Biggest thing, stick with what you know. Who do you get boats from? Do you send people to them? Do you benefit them in some way? If so, talk to them & see if they can help you out. If not... what makes you think that you deserve sponsorship??? 
If you remember it's about selling a product/ promoting a brand, not just showing how great you are, you'll go a lot farther. Lots of people are good, but how many understand that a relationship between mfg/rep/shop & sponsored individual needs to be mutually beneficial?

Just something to think about! I've never been the greatest at anything I've done, but I've been pretty lucky & have gone out of my way to make sure that companies knew that I was there to help them also!


Good luck man, hope you find a relationship that works for you!


----------



## Mmcquillen (Jul 14, 2009)

Waterwindpowderrock said:


> I was pretty ausm. Not gonna lie to you, I was about as good as it gets.
> 
> I've been sponsored in 4 sports and helped out in a few others, and honestly I feel that the best way to get to that point is to be out there & visible working hard, then create a relationship with people in the industry. If you're good enough to get to that point, you'll end up meeting some of those people anyhow.
> 
> ...


Specifically how good were you? Were you dropping 60 footers and throwing pan ams on huge waves?


----------



## Waterwindpowderrock (Oct 11, 2003)

Never been that great a playboater, but I was ok. I pushed relatively hard at creeking my 2nd to 4th years of boating & was running relatively hard stuff.

Honestly, it's got more to do with what you do for them than how good you are. That's what many people just don't get.

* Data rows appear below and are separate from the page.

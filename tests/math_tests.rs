use phys2d::math::{Aabb, Rotation, Transform, Vector2};
use std::f32::consts::PI;
use approx::assert_relative_eq;

#[test]
fn test_vector2_operations() {
    let v1 = Vector2::new(1.0, 2.0);
    let v2 = Vector2::new(3.0, 4.0);

    assert_eq!(v1 + v2, Vector2::new(4.0, 6.0));
    assert_eq!(v2 - v1, Vector2::new(2.0, 2.0));
    assert_eq!(v1 * 2.0, Vector2::new(2.0, 4.0));
    assert_eq!(-v1, Vector2::new(-1.0, -2.0));

    assert_eq!(v1.dot(&v2), 11.0);
    assert_eq!(v1.cross(&v2), -2.0);
    assert_eq!(v2.length(), 5.0);
    assert_relative_eq!(v2.normalize().length(), 1.0, epsilon = 1e-6);
}

#[test]
fn test_edge_normal_points_outward_for_ccw_edges() {
    // Bottom edge of a CCW square runs +x, so its outward normal is -y
    let edge = Vector2::new(2.0, 0.0);
    assert_eq!(edge.normal(), Vector2::new(0.0, -1.0));

    let right_edge = Vector2::new(0.0, 2.0);
    assert_eq!(right_edge.normal(), Vector2::new(1.0, 0.0));
}

#[test]
fn test_cross_scalar_is_tangential_velocity() {
    let r = Vector2::new(1.0, 0.0);
    let v = Vector2::cross_scalar(2.0, &r);
    assert_relative_eq!(v.x, 0.0);
    assert_relative_eq!(v.y, 2.0);
}

#[test]
fn test_rotation_composition() {
    let quarter = Rotation::new(PI / 2.0);
    let rotated = quarter.rotate(&Vector2::new(1.0, 0.0));
    assert_relative_eq!(rotated.x, 0.0, epsilon = 1e-6);
    assert_relative_eq!(rotated.y, 1.0, epsilon = 1e-6);

    let half = quarter.compose(&quarter);
    assert_relative_eq!(half.angle().abs(), PI, epsilon = 1e-5);

    let back = quarter.inverse().rotate(&rotated);
    assert_relative_eq!(back.x, 1.0, epsilon = 1e-6);
    assert_relative_eq!(back.y, 0.0, epsilon = 1e-6);
}

#[test]
fn test_rotation_stays_unit_after_many_increments() {
    let mut rotation = Rotation::identity();
    for _ in 0..1000 {
        rotation += 0.01;
        rotation.normalize();
    }
    let axis = rotation.x_axis();
    assert_relative_eq!(axis.length(), 1.0, epsilon = 1e-5);
    assert_relative_eq!(rotation.angle(), 10.0 - 4.0 * PI, epsilon = 1e-2);
}

#[test]
fn test_transform_round_trip() {
    let transform = Transform::new(Vector2::new(3.0, -1.0), Rotation::new(0.7));
    let local = Vector2::new(0.5, 2.0);

    let world = transform.transform_point(&local);
    let back = transform.inverse_transform_point(&world);
    assert_relative_eq!(back.x, local.x, epsilon = 1e-5);
    assert_relative_eq!(back.y, local.y, epsilon = 1e-5);

    let direction = transform.transform_direction(&Vector2::new(1.0, 0.0));
    assert_relative_eq!(direction.length(), 1.0, epsilon = 1e-6);
}

#[test]
fn test_aabb_operations() {
    let a = Aabb::new(Vector2::new(0.0, 0.0), Vector2::new(2.0, 2.0));
    let b = Aabb::new(Vector2::new(2.0, 1.0), Vector2::new(3.0, 4.0));
    let c = Aabb::new(Vector2::new(5.0, 5.0), Vector2::new(6.0, 6.0));

    // Touching boxes count as overlapping
    assert!(a.intersects(&b));
    assert!(!a.intersects(&c));

    let union = a.union(&b);
    assert_eq!(union.min, Vector2::new(0.0, 0.0));
    assert_eq!(union.max, Vector2::new(3.0, 4.0));
    assert!(union.contains(&a));
    assert_eq!(union.perimeter(), 14.0);

    let fat = a.expand(2.0);
    assert_eq!(fat.min, Vector2::new(-2.0, -2.0));
    assert!(fat.contains_point(&Vector2::new(3.5, 3.5)));

    assert!(Aabb::from_points(&[]).is_none());
}
pub mod world;
pub mod config;
pub mod storage;
pub mod debug_draw;

pub use self::world::PhysicsWorld;
pub use self::config::{BroadPhaseKind, SimulationConfig};
pub use self::storage::{BodyStorage, ConstraintStorage, Pool, PoolHandle, Storage};
pub use self::debug_draw::{Color, DebugDraw, DrawFlags};

use std::fmt;

/// A unique identifier for a body in the physics world.
///
/// Handles stay valid until the body is destroyed; a destroyed body's handle
/// never resolves again, even if its slot is reused.
#[derive(Debug, Clone, Copy, PartialEq, Eq, Hash, PartialOrd, Ord)]
pub struct BodyHandle {
    pub(crate) index: u32,
    pub(crate) generation: u32,
}

/// A unique identifier for a persistent constraint (joint) in the physics world
#[derive(Debug, Clone, Copy, PartialEq, Eq, Hash, PartialOrd, Ord)]
pub struct ConstraintHandle {
    pub(crate) index: u32,
    pub(crate) generation: u32,
}

impl PoolHandle for BodyHandle {
    fn from_raw_parts(index: u32, generation: u32) -> Self {
        Self { index, generation }
    }

    fn index(&self) -> u32 {
        self.index
    }

    fn generation(&self) -> u32 {
        self.generation
    }
}

impl PoolHandle for ConstraintHandle {
    fn from_raw_parts(index: u32, generation: u32) -> Self {
        Self { index, generation }
    }

    fn index(&self) -> u32 {
        self.index
    }

    fn generation(&self) -> u32 {
        self.generation
    }
}

impl fmt::Display for BodyHandle {
    fn fmt(&self, f: &mut fmt::Formatter) -> fmt::Result {
        write!(f, "body#{}v{}", self.index, self.generation)
    }
}

impl fmt::Display for ConstraintHandle {
    fn fmt(&self, f: &mut fmt::Formatter) -> fmt::Result {
        write!(f, "constraint#{}v{}", self.index, self.generation)
    }
}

I don't think I stood out as a boater as much as I did in other sports I've done, but it was enough to foster a decent relationship with a local shop & get some help with things I needed.


----------



## Mmcquillen (Jul 14, 2009)

*Thanks!*



Waterwindpowderrock said:


> Never been that great a playboater, but I was ok. I pushed relatively hard at creeking my 2nd to 4th years of boating & was running relatively hard stuff.
> 
> Honestly, it's got more to do with what you do for them than how good you are. That's what many people just don't get.
> 
> I don't think I stood out as a boater as much as I did in other sports I've done, but it was enough to foster a decent relationship with a local shop & get some help with things I needed.


 So overall, would you say you definatly have to be a solid boater 
(IV+ - V+) but also have to know what the company is looking for and how you can help them?


----------



## GAtoCSU (Apr 18, 2005)

For a full sponsorship, you better be a fantastic boater or very valuable public figure in the boating community. For the prior, a solid class 5+ boater is necessary. For the later, even a class 3 boater can fall into the right deal.

Most great creekboaters have some form of a sponsorship. Playboaters in certain areas of the world also benefit from these deals (b/c of their popularity and visibility).

What he says is legit though. You need to be able to bring something to the table (in terms of publicity, sales, etc) for these guys to want to support you.


----------



## Waterwindpowderrock (Oct 11, 2003)

Yeah, I mean, don't get me wrong, I doubt anybody is looking to sponsor someone who's running III+ & can do some flat spins... I'm just saying that I think the focus of many "would like to be sponsored" people is in the wrong Direction to an extent.

The term "it's not what you know, but who you know" is pretty accurate, but more in the way that if someone sees you helping them, they're more likely to help you. You send people to a shop, they help you out, eventually they introduce you to a MFG, then you get connected with more of them... it's not a hard process, but it requires work for sure.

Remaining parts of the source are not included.